Many families who care for children or adults with severe, profound and multiple learning disabilities get no short breaks at the moment, but all that is set to change. A strategy launched by the Department for Children, Schools and Families aims to provide breaks from just a few hours to a weekend or week, with disabled children and young people being cared for in their own home or given opportunities to access activities and places in the wider community.
A review of disabled children’s needs found that short breaks are seen as the highest priority service for families with disabled children. To meet this need, councils will receive some 430 million pounds to invest in children’s services during 2008-11 and additional funds will go to Primary Care Trusts. In the first year the majority of funding will go to the 21 pathfinder areas with all other local authorities receiving an average of 50,000 pounds to help them prepare to transform their short break services from 2009.

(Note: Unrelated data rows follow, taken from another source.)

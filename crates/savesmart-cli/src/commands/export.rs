//! CSV export command implementations

use std::fs::File;
use std::io::Write;
use std::path::PathBuf;

use anyhow::{Context, Result};
use savesmart_core::db::Database;

fn write_output(csv: &str, output: Option<PathBuf>, what: &str) -> Result<()> {
    match output {
        Some(path) => {
            let mut file = File::create(&path)
                .with_context(|| format!("Failed to create output file: {}", path.display()))?;
            file.write_all(csv.as_bytes())?;

            let lines = csv.lines().count().saturating_sub(1); // Subtract header
            println!("✅ Exported {} {} to {}", lines, what, path.display());
        }
        None => {
            // Write to stdout
            print!("{}", csv);
        }
    }

    Ok(())
}

pub fn cmd_export_goals(db: &Database, output: Option<PathBuf>) -> Result<()> {
    let csv = db.export_goals_csv()?;
    write_output(&csv, output, "goals")
}

pub fn cmd_export_savings(db: &Database, output: Option<PathBuf>) -> Result<()> {
    let csv = db.export_savings_csv()?;
    write_output(&csv, output, "saving records")
}
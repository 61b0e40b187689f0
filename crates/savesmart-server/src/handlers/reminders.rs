//! Reminder handlers

use std::sync::Arc;

use axum::{
    extract::{Path, Query, State},
    Json,
};
use chrono::Utc;
use serde::Deserialize;

use crate::{AppError, AppState, SuccessResponse};
use savesmart_core::models::Reminder;

/// Days a reminder is pushed back when no duration is given
const DEFAULT_REMINDER_SNOOZE_DAYS: i64 = 7;

/// Query parameters for listing reminders
#[derive(Debug, Deserialize)]
pub struct ReminderQuery {
    pub goal_id: Option<i64>,
}

/// Query parameters for snoozing a reminder
#[derive(Debug, Deserialize)]
pub struct ReminderSnoozeQuery {
    pub days: Option<i64>,
}

/// GET /api/reminders - List reminders, optionally for one goal
pub async fn list_reminders(
    State(state): State<Arc<AppState>>,
    Query(params): Query<ReminderQuery>,
) -> Result<Json<Vec<Reminder>>, AppError> {
    Ok(Json(state.db.list_reminders(params.goal_id)?))
}

/// GET /api/reminders/due - Reminders whose time has come
pub async fn list_due_reminders(
    State(state): State<Arc<AppState>>,
) -> Result<Json<Vec<Reminder>>, AppError> {
    Ok(Json(state.db.due_reminders(Utc::now())?))
}

/// POST /api/reminders/:id/snooze - Push a reminder back
pub async fn snooze_reminder(
    State(state): State<Arc<AppState>>,
    Path(id): Path<i64>,
    Query(params): Query<ReminderSnoozeQuery>,
) -> Result<Json<Reminder>, AppError> {
    let days = params.days.unwrap_or(DEFAULT_REMINDER_SNOOZE_DAYS);
    Ok(Json(state.db.snooze_reminder(id, days)?))
}

/// POST /api/reminders/:id/disable - Stop a reminder
pub async fn disable_reminder(
    State(state): State<Arc<AppState>>,
    Path(id): Path<i64>,
) -> Result<Json<SuccessResponse>, AppError> {
    state.db.disable_reminder(id)?;
    Ok(Json(SuccessResponse { success: true }))
}

/// POST /api/reminders/:id/complete - Acknowledge a reminder
pub async fn complete_reminder(
    State(state): State<Arc<AppState>>,
    Path(id): Path<i64>,
) -> Result<Json<Reminder>, AppError> {
    Ok(Json(state.db.complete_reminder(id, Utc::now())?))
}
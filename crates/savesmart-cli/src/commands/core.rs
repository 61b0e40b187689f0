//! Core command implementations and shared utilities
//!
//! This module contains:
//! - `open_db` - Shared utility to open the database
//! - `cmd_init` - Initialize the database

use std::path::Path;

use anyhow::{Context, Result};
use savesmart_core::db::Database;

/// Open database with encryption by default, or unencrypted if --no-encrypt
pub fn open_db(db_path: &Path, no_encrypt: bool) -> Result<Database> {
    let path_str = db_path
        .to_str()
        .with_context(|| format!("Database path is not valid UTF-8: {}", db_path.display()))?;
    if no_encrypt {
        Database::new_unencrypted(path_str).context("Failed to open database (unencrypted)")
    } else {
        Database::new(path_str).context("Failed to open database")
    }
}

pub fn cmd_init(db_path: &Path, no_encrypt: bool) -> Result<()> {
    println!("🔧 Initializing database at {}...", db_path.display());

    let db = open_db(db_path, no_encrypt)?;

    let profile = db.get_profile().context("Failed to read income profile")?;
    println!(
        "   Default profile: {:.2} {} {}",
        profile.income_amount, profile.currency, profile.income_period
    );

    if no_encrypt {
        println!("   ⚠️  Encryption: DISABLED (--no-encrypt)");
    } else {
        println!("   🔒 Encryption: ENABLED");
    }

    println!("✅ Database initialized successfully!");
    println!();
    println!("Next steps:");
    println!("  1. Set your income: savesmart profile set --income 30000 --period monthly");
    println!("  2. Add a goal: savesmart goals add \"Headphones\" 4000 --emoji 🎧");
    println!("  3. Start web UI: savesmart serve");

    Ok(())
}
//! CLI command implementations
//!
//! Commands are organized by domain:
//! - `core` - Init and shared utilities (open_db)
//! - `export` - CSV export of goals and saving records
//! - `goals` - Goal commands and one-off price quotes
//! - `profile` - Income profile commands
//! - `reminders` - Reminder commands (due, list, snooze, disable, done)
//! - `savings` - Saving record commands
//! - `serve` - Web server command
//! - `status` - Status/dashboard commands

pub mod core;
pub mod export;
pub mod goals;
pub mod profile;
pub mod reminders;
pub mod savings;
pub mod serve;
pub mod status;

// Re-export command functions for main.rs
pub use core::*;
pub use export::*;
pub use goals::*;
pub use profile::*;
pub use reminders::*;
pub use savings::*;
pub use serve::*;
pub use status::*;

/// Truncate a string to a maximum number of characters, adding "..." if truncated
pub fn truncate(s: &str, max: usize) -> String {
    if s.chars().count() <= max {
        s.to_string()
    } else {
        let kept: String = s.chars().take(max.saturating_sub(3)).collect();
        format!("{}...", kept)
    }
}

/// Format an amount with its currency code
pub fn format_money(amount: f64, currency: &str) -> String {
    format!("{:.2} {}", amount, currency)
}

/// Format an optional figure, showing a dash when it could not be computed
pub fn format_hours(hours: Option<f64>) -> String {
    match hours {
        Some(h) => format!("{:.1} h", h),
        None => "—".to_string(),
    }
}
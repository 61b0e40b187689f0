//! Savings pacing toward a target date
//!
//! Two flavours are exposed: the gross plan paces the full price, the
//! remaining plan paces whatever is left after money already saved.

use chrono::NaiveDate;
use serde::{Deserialize, Serialize};

/// Days used as one month when pacing
pub const DAYS_PER_MONTH: f64 = 30.0;

/// Days used as one week when pacing
pub const DAYS_PER_WEEK: f64 = 7.0;

/// Flat contribution schedule that reaches an amount by a target date
#[derive(Debug, Clone, PartialEq, Serialize, Deserialize)]
pub struct SavingsPlan {
    pub has_plan: bool,
    #[serde(default, skip_serializing_if = "Option::is_none")]
    pub days_until: Option<i64>,
    #[serde(default, skip_serializing_if = "Option::is_none")]
    pub monthly_needed: Option<f64>,
    #[serde(default, skip_serializing_if = "Option::is_none")]
    pub weekly_needed: Option<f64>,
}

impl SavingsPlan {
    /// No target date, or the target date is not in the future
    pub fn none() -> Self {
        Self {
            has_plan: false,
            days_until: None,
            monthly_needed: None,
            weekly_needed: None,
        }
    }
}

/// Pace `amount` over the calendar days between `today` and `target_date`
pub fn plan(amount: f64, target_date: Option<NaiveDate>, today: NaiveDate) -> SavingsPlan {
    let Some(target) = target_date else {
        return SavingsPlan::none();
    };

    let days = (target - today).num_days();
    if days <= 0 {
        return SavingsPlan::none();
    }

    let days_f = days as f64;
    SavingsPlan {
        has_plan: true,
        days_until: Some(days),
        monthly_needed: Some(amount / (days_f / DAYS_PER_MONTH)),
        weekly_needed: Some(amount / (days_f / DAYS_PER_WEEK)),
    }
}

/// Amount still to save, never negative
pub fn remaining_amount(price: f64, saved: f64) -> f64 {
    (price - saved).max(0.0)
}

/// Fraction of the price already saved, in `0.0..=1.0`
pub fn progress(price: f64, saved: f64) -> f64 {
    if price <= 0.0 {
        return 0.0;
    }
    (saved / price).clamp(0.0, 1.0)
}

/// Monthly contribution used for the "at this pace" hint
pub const DEFAULT_MONTHLY_CONTRIBUTION: f64 = 500.0;

/// Months needed to cover `remaining` at a fixed monthly contribution
pub fn months_at_contribution(remaining: f64, monthly_contribution: f64) -> Option<f64> {
    if monthly_contribution <= 0.0 {
        return None;
    }
    Some(remaining.max(0.0) / monthly_contribution)
}

/// Gross and remaining pacing for one goal
#[derive(Debug, Clone, PartialEq, Serialize, Deserialize)]
pub struct PlanPair {
    /// Paces the full price, ignoring savings
    pub gross: SavingsPlan,
    /// Paces `price - saved`
    pub remaining: SavingsPlan,
}

pub fn plan_pair(
    price: f64,
    saved: f64,
    target_date: Option<NaiveDate>,
    today: NaiveDate,
) -> PlanPair {
    PlanPair {
        gross: plan(price, target_date, today),
        remaining: plan(remaining_amount(price, saved), target_date, today),
    }
}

In addition to this funding, PCTs will be funded to improve services for disabled children with complex health needs and those with life limiting conditions which require palliative care. The NHS has identified short break services as a local priority from 2008.
Dame Jo Williams, chief executive of Mencap, said: “The main priority now is that the pathfinder authorities set up good short break services as a matter of urgency in order to enable families to go on caring. Mencap’s Breaking Point report found that 8 out of 10 families who are caring for somebody with a learning disability said that they had reached Breaking Point and felt they could not cope anymore.